何と言っても「大きな利回りが期待できる」株式の魅力
「投資といえば株式」と思う人は多いはずです。株式は、それほど一般的に知られた投資対象といえます。
メリットとして挙げられることは複数ありますが、まずはその人気ゆえの情報量の多さでしょう。ネット環境さえあればヤフーファイナンスをはじめ、さまざまなポータルサイトでも情報収集ができますし、専門誌もたくさん発行されています。
また、預貯金と違ってインフレに強いことも大きな魅力です。1950年の日経平均株価は100円前後でしたが、2020年8月の日経平均株価は2万2000円前後と220倍になっています。一方で同時期の消費者物価指数の上昇率は8.39倍ですから、いかに株式がインフレに強いか分かるでしょう。
そして株式の最大の魅力は、なんといっても大きな利回りが期待できることです。最近の例としては、2018年にフリーマーケットアプリ国内最大手のメルカリが東京証券取引所マザーズ市場に新規株式公開しました。その際の初値は5000円。公募価格が3000円ですから、たった1日で66%の上昇です。1000万円分の株式を所有していたら660万円の利益。1日でそれだけの利益を得られると分かったらほかの投資はできなくなるかもしれません。
小遣い稼ぎが限界…素人が値動きについていくのは困難
一方でその投機性がデメリットとなります。株式はギャンブルではないので、値動きにはそれなりの根拠があります。メルカリのような誰もが知る企業の上場や画期的な新商品の発売などです。
しかし、そのような分かりやすい理由で値動きをするケースばかりではありません。なかには急上昇をしていた株価が、急降下することもあります。このような値動きをすべて事前に知ることは、その道のプロであるトレーダーでも不可能です。
そして株式投資は元本保証がありません。たとえ何百万、何千万費やしたとしても、1日でゼロ円になる可能性があるのです。
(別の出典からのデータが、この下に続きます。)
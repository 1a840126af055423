//! Keyed Hashing for Chunk and Block Headers
//!
//! Every header and data payload in the container is protected by a 64-bit
//! HighwayHash MAC. The key is a fixed constant (the little-endian `u64`
//! readings of the ASCII bytes `"Riegeli/"` and `"records\n"`, repeated)
//! so files hash identically across implementations.

use highway::{HighwayHash, HighwayHasher, Key};

use crate::chain::Chain;

/// The fixed container hash key: `"Riegeli/records\n"` twice, as
/// little-endian u64 words.
const HASH_KEY: [u64; 4] = [
    0x2f69_6c65_6765_6952,
    0x0a73_6472_6f63_6572,
    0x2f69_6c65_6765_6952,
    0x0a73_6472_6f63_6572,
];

/// Hash a contiguous byte slice.
pub fn hash(data: &[u8]) -> u64 {
    let mut hasher = HighwayHasher::new(Key(HASH_KEY));
    hasher.append(data);
    hasher.finalize64()
}

/// Hash a chain, block by block.
///
/// Equal to hashing the flattened bytes: the hasher state only depends on
/// the byte sequence, not on block boundaries.
pub fn hash_chain(data: &Chain) -> u64 {
    let mut hasher = HighwayHasher::new(Key(HASH_KEY));
    for block in data.blocks() {
        hasher.append(block);
    }
    hasher.finalize64()
}
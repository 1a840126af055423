//! Chunk Header Format
//!
//! Every chunk starts with a fixed 40-byte header, all fields
//! little-endian:
//!
//! ```text
//! ┌──────────────┬───────────┬───────────┬──────────────────────┬───────────────────┐
//! │ header hash  │ data size │ data hash │ chunk type (1 byte)  │ decoded data size │
//! │ (8 bytes)    │ (8 bytes) │ (8 bytes) │ num records (7 bytes)│ (8 bytes)         │
//! └──────────────┴───────────┴───────────┴──────────────────────┴───────────────────┘
//! ```
//!
//! `header_hash` is the keyed hash of the remaining 32 header bytes;
//! `data_hash` covers the payload. The chunk type byte and the 56-bit
//! record count share one little-endian word. Corruption in either region
//! is detected independently, which drives the reader's two recovery
//! modes: a bad payload under a valid header still tells the reader where
//! the chunk ends.

use bytes::{Buf, BufMut};
use riegeli_core::{hash, Chain, Error, Result};

use crate::types::ChunkType;

/// Encoded size of a chunk header in bytes.
pub const CHUNK_HEADER_SIZE: u64 = 40;

/// Maximum representable record count (56 bits).
pub const MAX_NUM_RECORDS: u64 = (1 << 56) - 1;

/// Decoded form of the 40-byte chunk header.
#[derive(Debug, Clone, Copy, PartialEq, Eq)]
pub struct ChunkHeader {
    pub data_size: u64,
    pub data_hash: u64,
    pub chunk_type: ChunkType,
    pub num_records: u64,
    pub decoded_data_size: u64,
}

impl ChunkHeader {
    /// Serializes the header, computing `header_hash` over bytes 8..40.
    pub fn encode(&self) -> [u8; CHUNK_HEADER_SIZE as usize] {
        let mut out = [0u8; CHUNK_HEADER_SIZE as usize];
        {
            let mut rest = &mut out[8..];
            rest.put_u64_le(self.data_size);
            rest.put_u64_le(self.data_hash);
            rest.put_u64_le(self.chunk_type as u64 | (self.num_records << 8));
            rest.put_u64_le(self.decoded_data_size);
        }
        let header_hash = hash::hash(&out[8..]);
        out[..8].copy_from_slice(&header_hash.to_le_bytes());
        out
    }

    /// Parses and verifies a header read at file position `pos`.
    pub fn decode(bytes: &[u8], pos: u64) -> Result<ChunkHeader> {
        if bytes.len() < CHUNK_HEADER_SIZE as usize {
            return Err(Error::internal("chunk header slice too short"));
        }
        let mut cursor = &bytes[..CHUNK_HEADER_SIZE as usize];
        let stored_hash = cursor.get_u64_le();
        let computed_hash = hash::hash(&bytes[8..CHUNK_HEADER_SIZE as usize]);
        if stored_hash != computed_hash {
            return Err(Error::data_loss(format!(
                "invalid chunk header hash at {pos}"
            )));
        }
        let data_size = cursor.get_u64_le();
        let data_hash = cursor.get_u64_le();
        let type_and_count = cursor.get_u64_le();
        let decoded_data_size = cursor.get_u64_le();
        let chunk_type = ChunkType::try_from((type_and_count & 0xFF) as u8)
            .map_err(|_| Error::data_loss(format!("unknown chunk type at {pos}")))?;
        Ok(ChunkHeader {
            data_size,
            data_hash,
            chunk_type,
            num_records: type_and_count >> 8,
            decoded_data_size,
        })
    }

    /// Verifies `data_hash` against an assembled payload.
    pub fn verify_data(&self, data: &Chain, pos: u64) -> Result<()> {
        if hash::hash_chain(data) != self.data_hash {
            return Err(Error::data_loss(format!(
                "invalid chunk data hash for chunk at {pos}"
            )));
        }
        Ok(())
    }
}

/// A complete chunk: header plus payload.
#[derive(Debug, Clone)]
pub struct Chunk {
    pub header: ChunkHeader,
    pub data: Chain,
}

impl Chunk {
    /// Builds a chunk over `data`, computing both hashes.
    pub fn new(
        chunk_type: ChunkType,
        num_records: u64,
        decoded_data_size: u64,
        data: Chain,
    ) -> Result<Chunk> {
        if num_records > MAX_NUM_RECORDS {
            return Err(Error::invalid_argument(format!(
                "too many records for one chunk: {num_records}"
            )));
        }
        let header = ChunkHeader {
            data_size: data.len() as u64,
            data_hash: hash::hash_chain(&data),
            chunk_type,
            num_records,
            decoded_data_size,
        };
        Ok(Chunk { header, data })
    }

    /// The mandatory first chunk of every file. No data, no records.
    pub fn file_signature() -> Chunk {
        Chunk::trusted(ChunkType::FileSignature, 0, 0, Chain::new())
    }

    /// A zero-filled chunk used to reach block alignment.
    pub fn padding(data_size: u64) -> Chunk {
        Chunk::trusted(
            ChunkType::Padding,
            0,
            0,
            Chain::from(vec![0u8; data_size as usize]),
        )
    }

    /// Constructor for record counts known to be in range.
    fn trusted(chunk_type: ChunkType, num_records: u64, decoded_data_size: u64, data: Chain) -> Chunk {
        let header = ChunkHeader {
            data_size: data.len() as u64,
            data_hash: hash::hash_chain(&data),
            chunk_type,
            num_records,
            decoded_data_size,
        };
        Chunk { header, data }
    }

    /// Total encoded size: header plus payload, before block framing.
    pub fn size(&self) -> u64 {
        CHUNK_HEADER_SIZE + self.header.data_size
    }
}

#[cfg(test)]
mod tests {
    use super::*;

    fn sample_chunk() -> Chunk {
        Chunk::new(
            ChunkType::Simple,
            3,
            6,
            Chain::from(&b"\x00\x01\x02\x03abcdef"[..]),
        )
        .unwrap()
    }

    #[test]
    fn test_header_roundtrip() {
        let chunk = sample_chunk();
        let encoded = chunk.header.encode();
        let decoded = ChunkHeader::decode(&encoded, 0).unwrap();
        assert_eq!(decoded, chunk.header);
    }

    #[test]
    fn test_header_layout() {
        let chunk = sample_chunk();
        let encoded = chunk.header.encode();
        assert_eq!(encoded.len(), 40);
        // data_size at [8..16]
        assert_eq!(
            u64::from_le_bytes(encoded[8..16].try_into().unwrap()),
            chunk.header.data_size
        );
        // chunk type byte at [24], record count in the upper 56 bits.
        assert_eq!(encoded[24], ChunkType::Simple as u8);
        let word = u64::from_le_bytes(encoded[24..32].try_into().unwrap());
        assert_eq!(word >> 8, 3);
    }

    #[test]
    fn test_header_hash_detects_flip() {
        let chunk = sample_chunk();
        let mut encoded = chunk.header.encode();
        encoded[20] ^= 0x01;
        let err = ChunkHeader::decode(&encoded, 131072).unwrap_err();
        assert!(err.is_recoverable());
        assert!(err.to_string().contains("131072"));
    }

    #[test]
    fn test_data_hash_detects_flip() {
        let chunk = sample_chunk();
        let mut corrupted = chunk.data.to_bytes().to_vec();
        corrupted[5] ^= 0x80;
        let err = chunk
            .header
            .verify_data(&Chain::from(corrupted), 64)
            .unwrap_err();
        assert!(err.is_recoverable());
    }

    #[test]
    fn test_file_signature_shape() {
        let signature = Chunk::file_signature();
        assert_eq!(signature.header.chunk_type, ChunkType::FileSignature);
        assert_eq!(signature.header.data_size, 0);
        assert_eq!(signature.header.num_records, 0);
        assert_eq!(signature.header.decoded_data_size, 0);
        assert_eq!(signature.size(), CHUNK_HEADER_SIZE);
    }

    #[test]
    fn test_padding_is_zero_filled() {
        let padding = Chunk::padding(100);
        assert_eq!(padding.header.data_size, 100);
        assert!(padding.data.to_bytes().iter().all(|&b| b == 0));
    }

    #[test]
    fn test_num_records_limit() {
        assert!(Chunk::new(ChunkType::Simple, 1 << 56, 0, Chain::new()).is_err());
        assert!(Chunk::new(ChunkType::Simple, (1 << 56) - 1, 0, Chain::new()).is_ok());
    }
}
また、そもそも本業を持つ皆さんのような方にとって、市場が開いている間は常に変化している株式の値動きについていくことは、ほぼ不可能でしょう。
私が以前在籍していた会社でも、会議中に机の下に隠したスマホから目が離せないほど株式投資にハマっていた部下がいました。そんな彼でも値動きについていけずに1年間で数百万円の損失を出しました。現在はその穴埋めをするためにフルコミッションの会社へ転職し、馬車馬のように働いています。
株式は、それを専業とするトレーダーと真っ向勝負する市場です。本業を持つ素人が参入しても、一時的に小遣い程度は稼げるかもしれませんが、資産を形成するほど勝ち続けられることは、まずないでしょう。
うまくいけば「25倍の利益」が出せるFX
FXは「Foreign exchange」の略で、日本語では外国為替証拠金取引といいます。この投資の仕組みは簡単で、「外貨を買って、円安になったら売る」だけです。その差額が利益になります。
例えば1ドルが100円のときに100万円分(1万ドル)買ったとします。それを1ドルが120円のときに売却すれば120万円になるので、20万円の利益を得ることができます。
「安く買って、高く売る」。この仕組みは株式投資と同じです。しかし、大きく異なる部分もあります。それは「レバレッジ効果」を利用できる、ということです。
レバレッジとは「てこの力」を意味する英語で、投資の世界では「少ない資金で大きな額の取引ができる効果」を指します。FX投資では、証拠金として預けた資金の最大25倍まで取引をすることができます。
具体例で説明しましょう。仮に自己資金100万円でFX投資を始めたとします。そして1ドルが100円のときに100万円分(1万ドル)買い、120円になったタイミングで売却すれば20万円の利益となります。
それが同じ100万円の自己資金で2500万円分の取引をすることができるので、利益も25倍の500万円になるのです。このレバレッジ効果がFX投資の最大のメリットといえます。
さらにFXは世界の通貨を対象としているので、24時間取引が可能です。これも日中忙しい労働者にとって大きな利点でしょう。
失敗すれば大損失…レバレッジ効果は「諸刃の剣」
ただし、最大のメリットであるレバレッジ効果は、最大のリスクでもあります。もし、前述の例で1ドルが80円になってしまえばレバレッジなしでは20万円の損失で済みますが、25倍のレバレッジをかけていれば500万円の損失となってしまいます。
100万円の自己資金に対して5倍の損失です。よほどの覚悟と経済力がなければ、そのようなリスクは冒せないはずです。
また、FXの値動きは株式と同様で非常に早いという特徴があります。しかも各国の政治情勢や経済指標、首脳などの発言によって、急激に変動します。つまり、日頃から欠かさず外国の経済や政治の情報収集を行わなければなりません。やはり、素人では太刀打ちできない市場なのです。